Problem details:
Reproduce exactly, and only, the lines below from the one containing "short-circuiting on the" through the one containing "caller's own task".

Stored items

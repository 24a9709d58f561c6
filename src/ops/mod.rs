//! The archive operations (spec section 4.4), each a thin function over
//! `Store` plus the shared prefix-resolution and bounded-concurrency helpers
//! below.

pub mod check;
pub mod delete;
pub mod diff;
pub mod get;
pub mod import;
pub mod index;
pub mod meta;
pub mod put;
pub mod sync;

use crate::context::Context;
use crate::error::{MemoryboxError, Result};
use crate::file::meta_name_of;
use crate::store::Store;
use std::future::Future;

/// Resolve a user-supplied reference (typically a digest prefix) to exactly
/// one stored name. `only_meta` searches for the reference's metafile
/// counterpart (`memorybox-meta-<prefix>`) instead of the datafile itself —
/// the naming scheme keeps the two searches from ever colliding.
pub(crate) async fn resolve_one<S>(store: &S, ctx: &Context, reference: &str, only_meta: bool) -> Result<String>
where
    S: Store + ?Sized,
{
    ctx.check()?;
    let prefix = if only_meta { meta_name_of(reference) } else { reference.to_string() };
    let matches = store.search(ctx, &prefix).await?;
    match matches.len() {
        0 => Err(MemoryboxError::NotFound(reference.to_string())),
        1 => Ok(matches.as_slice()[0].name().to_string()),
        count => Err(MemoryboxError::Ambiguous {
            prefix: reference.to_string(),
            count,
        }),
    }
}

/// Drive `items` through `f` with parallelism bounded by `concurrency`,
/// short-circuiting on the first error. Unlike [`crate::context::TaskGroup`],
/// this never spawns a separate task — every future is polled inline by the
/// caller's own task — so it places no `Send + 'static` requirement on `f`
/// and works with a borrowed `&dyn Store` whose lifetime the ops functions
/// don't own. Fetch's fan-out (which does own its inputs) still uses the
/// spawn-based `bounded_for_each`.
pub(crate) async fn run_bounded<T, F, Fut>(ctx: &Context, concurrency: usize, items: Vec<T>, f: F) -> Result<()>
where
    F: Fn(Context, usize, T) -> Fut,
    Fut: Future<Output = Result<()>>,
{
    use futures::stream::{self, StreamExt, TryStreamExt};
    ctx.check()?;
    stream::iter(items.into_iter().enumerate())
        .map(|(idx, item)| {
            let item_ctx = ctx.clone();
            async move {
                item_ctx.check()?;
                f(item_ctx, idx, item).await
            }
        })
        .buffer_unordered(concurrency.max(1))
        .try_for_each(|_| futures::future::ready(Ok(())))
        .await
}

/// Same shape as [`run_bounded`], but collects every outcome instead of
/// aborting on the first error — used by `Check`, which audits every file
/// and reports every failure rather than stopping at one. A genuine
/// cancellation still aborts immediately.
pub(crate) async fn collect_bounded<T, R, F, Fut>(
    ctx: &Context,
    concurrency: usize,
    items: Vec<T>,
    f: F,
) -> Result<Vec<Result<R>>>
where
    F: Fn(Context, usize, T) -> Fut,
    Fut: Future<Output = Result<R>>,
{
    use futures::stream::{self, StreamExt};
    ctx.check()?;
    let mut stream = stream::iter(items.into_iter().enumerate())
        .map(|(idx, item)| {
            let item_ctx = ctx.clone();
            async move {
                item_ctx.check()?;
                f(item_ctx, idx, item).await
            }
        })
        .buffer_unordered(concurrency.max(1));

    let mut results = Vec::new();
    while let Some(outcome) = stream.next().await {
        if let Err(MemoryboxError::Cancelled) = &outcome {
            return Err(MemoryboxError::Cancelled);
        }
        results.push(outcome);
    }
    Ok(results)
}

Expected answer:
/// short-circuiting on the first error. Unlike [`crate::context::TaskGroup`],
/// this never spawns a separate task — every future is polled inline by the
/// caller's own task — so it places no `Send + 'static` requirement on `f`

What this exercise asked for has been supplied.